首先，我要创建一个thread类，它有自己的调度器和队列。调度程序中至少会注册一个事件：一个用于调用方法来调度队列中的事件
class SchedulingThread(threading.Thread):
    def __init__(self):
        threading.Thread.__init__(self)
        self.scheduler = sched.scheduler(time.time, time.sleep)
        self.queue = []
        self.queue_lock = threading.Lock()
        self.scheduler.enter(1, 1, self._schedule_in_scheduler, ())

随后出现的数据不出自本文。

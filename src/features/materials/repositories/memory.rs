use std::sync::Mutex;

use async_trait::async_trait;
use chrono::{Duration, Utc};
use uuid::Uuid;

use super::MaterialRepository;
use crate::core::error::Result;
use crate::features::materials::models::MaterialRequest;

pub struct MemoryMaterialRepository {
    requests: Mutex<Vec<MaterialRequest>>,
}

impl MemoryMaterialRepository {
    pub fn new() -> Self {
        Self {
            requests: Mutex::new(Vec::new()),
        }
    }
}

#[async_trait]
impl MaterialRepository for MemoryMaterialRepository {
    async fn insert(&self, material_name: &str, quantity: i32) -> Result<MaterialRequest> {
        let mut requests = self.requests.lock().unwrap();
        // Distinct timestamps keep the newest-first order stable
        let request = MaterialRequest {
            id: Uuid::now_v7(),
            material_name: material_name.to_string(),
            quantity,
            fulfilled: false,
            requested_at: Utc::now() + Duration::milliseconds(requests.len() as i64),
        };
        requests.push(request.clone());
        Ok(request)
    }

    async fn list(&self, limit: Option<i64>) -> Result<Vec<MaterialRequest>> {
        let mut requests = self.requests.lock().unwrap().clone();
        requests.sort_by(|a, b| b.requested_at.cmp(&a.requested_at));
        if let Some(limit) = limit {
            requests.truncate(limit.max(0) as usize);
        }
        Ok(requests)
    }

    async fn set_fulfilled(&self, id: Uuid, fulfilled: bool) -> Result<Option<MaterialRequest>> {
        let mut requests = self.requests.lock().unwrap();
        Ok(requests.iter_mut().find(|r| r.id == id).map(|r| {
            r.fulfilled = fulfilled;
            r.clone()
        }))
    }

    async fn delete(&self, id: Uuid) -> Result<bool> {
        let mut requests = self.requests.lock().unwrap();
        let before = requests.len();
        requests.retain(|r| r.id != id);
        Ok(requests.len() != before)
    }
}
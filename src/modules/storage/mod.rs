//! Photo storage
//!
//! Damage report and ticket photos are written to an S3-compatible bucket under a
//! publicly readable prefix; the stored value is the public URL.

mod minio_client;
mod photo;

#[cfg(test)]
mod memory;

use async_trait::async_trait;

use crate::core::error::Result;

pub use minio_client::MinIOClient;
pub use photo::{PhotoFolder, PhotoUpload, ALLOWED_PHOTO_TYPES};

#[cfg(test)]
pub use memory::MemoryObjectStore;

#[async_trait]
pub trait ObjectStore: Send + Sync {
    /// Write a publicly readable object and return its public URL.
    /// `path` is relative to the public prefix.
    async fn put_public(&self, path: &str, data: Vec<u8>, content_type: &str) -> Result<String>;

    async fn put_photo(&self, folder: PhotoFolder, photo: PhotoUpload) -> Result<String> {
        let path = photo.object_path(folder);
        self.put_public(&path, photo.data, &photo.content_type).await
    }
}
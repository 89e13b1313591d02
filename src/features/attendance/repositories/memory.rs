use std::sync::Mutex;

use async_trait::async_trait;
use chrono::{NaiveDate, Utc};
use uuid::Uuid;

use super::AttendanceRepository;
use crate::core::error::{AppError, Result};
use crate::features::attendance::models::{AttendanceEntry, AttendanceRecord};

/// In-memory attendance. Lot names are rendered as `LOT {id}`.
pub struct MemoryAttendanceRepository {
    records: Mutex<Vec<AttendanceRecord>>,
    /// Row written by a competing request right before the next `insert`
    racing: Mutex<Option<AttendanceRecord>>,
}

impl MemoryAttendanceRepository {
    pub fn new() -> Self {
        Self {
            records: Mutex::new(Vec::new()),
            racing: Mutex::new(None),
        }
    }

    pub fn count(&self) -> usize {
        self.records.lock().unwrap().len()
    }

    /// Make the next insert lose a race against a check-in made at `checkin_time`
    pub fn race_next_insert(&self, company_id: i64, employee_name: &str, date: NaiveDate, checkin_time: &str) {
        *self.racing.lock().unwrap() = Some(Self::record(company_id, employee_name, date, checkin_time));
    }

    fn record(company_id: i64, employee_name: &str, date: NaiveDate, checkin_time: &str) -> AttendanceRecord {
        let now = Utc::now();
        AttendanceRecord {
            id: Uuid::now_v7(),
            company_id,
            employee_name: employee_name.to_string(),
            checkin_date: date,
            checkin_time: checkin_time.to_string(),
            checkout_time: None,
            created_at: now,
            updated_at: now,
        }
    }

    fn matches(record: &AttendanceRecord, company_id: i64, employee_name: &str, date: NaiveDate) -> bool {
        record.company_id == company_id
            && record.employee_name == employee_name
            && record.checkin_date == date
    }
}

#[async_trait]
impl AttendanceRepository for MemoryAttendanceRepository {
    async fn find(
        &self,
        company_id: i64,
        employee_name: &str,
        date: NaiveDate,
    ) -> Result<Option<AttendanceRecord>> {
        Ok(self
            .records
            .lock()
            .unwrap()
            .iter()
            .find(|r| Self::matches(r, company_id, employee_name, date))
            .cloned())
    }

    async fn insert(
        &self,
        company_id: i64,
        employee_name: &str,
        date: NaiveDate,
        checkin_time: &str,
    ) -> Result<AttendanceRecord> {
        let mut records = self.records.lock().unwrap();
        if let Some(winner) = self.racing.lock().unwrap().take() {
            records.push(winner);
        }
        if records
            .iter()
            .any(|r| Self::matches(r, company_id, employee_name, date))
        {
            return Err(AppError::Conflict(
                "Duplicate record (uq_attendance_employee_day)".to_string(),
            ));
        }
        let record = Self::record(company_id, employee_name, date, checkin_time);
        records.push(record.clone());
        Ok(record)
    }

    async fn close(
        &self,
        company_id: i64,
        employee_name: &str,
        date: NaiveDate,
        checkout_time: &str,
    ) -> Result<Option<AttendanceRecord>> {
        let mut records = self.records.lock().unwrap();
        let open = records.iter_mut().find(|r| {
            Self::matches(r, company_id, employee_name, date) && r.checkout_time.is_none()
        });
        Ok(open.map(|record| {
            record.checkout_time = Some(checkout_time.to_string());
            record.updated_at = Utc::now();
            record.clone()
        }))
    }

    async fn list_for_date(&self, date: NaiveDate) -> Result<Vec<AttendanceEntry>> {
        let mut entries: Vec<AttendanceEntry> = self
            .records
            .lock()
            .unwrap()
            .iter()
            .filter(|r| r.checkin_date == date)
            .map(|r| AttendanceEntry {
                id: r.id,
                company_id: r.company_id,
                company_name: format!("LOT {}", r.company_id),
                employee_name: r.employee_name.clone(),
                checkin_date: r.checkin_date,
                checkin_time: r.checkin_time.clone(),
                checkout_time: r.checkout_time.clone(),
            })
            .collect();
        entries.sort_by(|a, b| {
            b.checkin_time
                .cmp(&a.checkin_time)
                .then_with(|| a.employee_name.cmp(&b.employee_name))
        });
        Ok(entries)
    }
}
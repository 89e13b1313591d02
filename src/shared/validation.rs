use lazy_static::lazy_static;
use regex::Regex;

use crate::core::error::{AppError, Result};
use crate::shared::constants::CLIENT_USERNAME_PREFIX;

lazy_static! {
    /// Client account handle after normalization (lowercase, underscores for spaces)
    /// - Valid: "acme", "acme_corp", "client2"
    /// - Invalid: "", "Acme", "acme-corp", "acme corp", "_acme"
    pub static ref CLIENT_HANDLE_REGEX: Regex = Regex::new(r"^[a-z0-9]+(?:_[a-z0-9]+)*$").unwrap();

    /// Employee names on the attendance sheet: letters (accents included), spaces,
    /// apostrophes, dots and hyphens
    pub static ref EMPLOYEE_NAME_REGEX: Regex = Regex::new(r"^[\p{L}][\p{L} .'\-]*$").unwrap();

    /// Time of day at minute precision (`HH:MM`, 24h)
    /// - Valid: "07:30", "23:59", "00:00"
    /// - Invalid: "7:30", "24:00", "07:60", "07:30:00"
    pub static ref TIME_OF_DAY_REGEX: Regex = Regex::new(r"^([01]\d|2[0-3]):[0-5]\d$").unwrap();
}

/// Normalize an optional `HH:MM` time field. Blank values become `None`.
pub fn normalize_time(field: &str, value: Option<String>) -> Result<Option<String>> {
    match value.map(|v| v.trim().to_string()) {
        None => Ok(None),
        Some(v) if v.is_empty() => Ok(None),
        Some(v) if TIME_OF_DAY_REGEX.is_match(&v) => Ok(Some(v)),
        Some(v) => Err(AppError::Validation(format!(
            "{} must be HH:MM, got '{}'",
            field, v
        ))),
    }
}

/// Normalize a requested client name into its handle: lowercase, runs of
/// whitespace replaced by a single underscore.
pub fn client_handle(name: &str) -> String {
    name.trim()
        .to_lowercase()
        .split_whitespace()
        .collect::<Vec<_>>()
        .join("_")
}

/// Full username stored for a client account (`client_<handle>`)
pub fn client_username(name: &str) -> String {
    format!("{}{}", CLIENT_USERNAME_PREFIX, client_handle(name))
}

/// Display company name derived from a client handle: underscores become
/// spaces, everything uppercased.
pub fn client_display_name(handle: &str) -> String {
    handle
        .trim_start_matches(CLIENT_USERNAME_PREFIX)
        .replace('_', " ")
        .to_uppercase()
}
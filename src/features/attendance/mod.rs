//! Employee presence: one check-in and at most one check-out per employee, lot
//! and day.
//!
//! | Method | Endpoint | Access |
//! |--------|----------|--------|
//! | POST | `/api/companies/{company_id}/attendance/check-in?date=` | lot employee, admin |
//! | POST | `/api/companies/{company_id}/attendance/check-out?date=` | lot employee, admin |
//! | GET | `/api/admin/attendance?date=` | admin |

pub mod dtos;
pub mod handlers;
pub mod models;
pub mod repositories;
pub mod routes;
pub mod services;

pub use repositories::PgAttendanceRepository;
pub use services::AttendanceService;
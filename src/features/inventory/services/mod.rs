mod inventory_service;

pub use inventory_service::InventoryService;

从队列调度事件的方法将锁定队列、调度每个事件、清空队列并再次调度自身，以便在将来某个时间查找新事件。请注意，查找新事件的时间很短（1秒），您可以更改它：
    def _schedule_in_scheduler(self):
        with self.queue_lock:
            for event in self.queue:
                self.scheduler.enter(*event)
                print "Registerd event", event
            self.queue = []
        self.scheduler.enter(1, 1, self._schedule_in_scheduler, ())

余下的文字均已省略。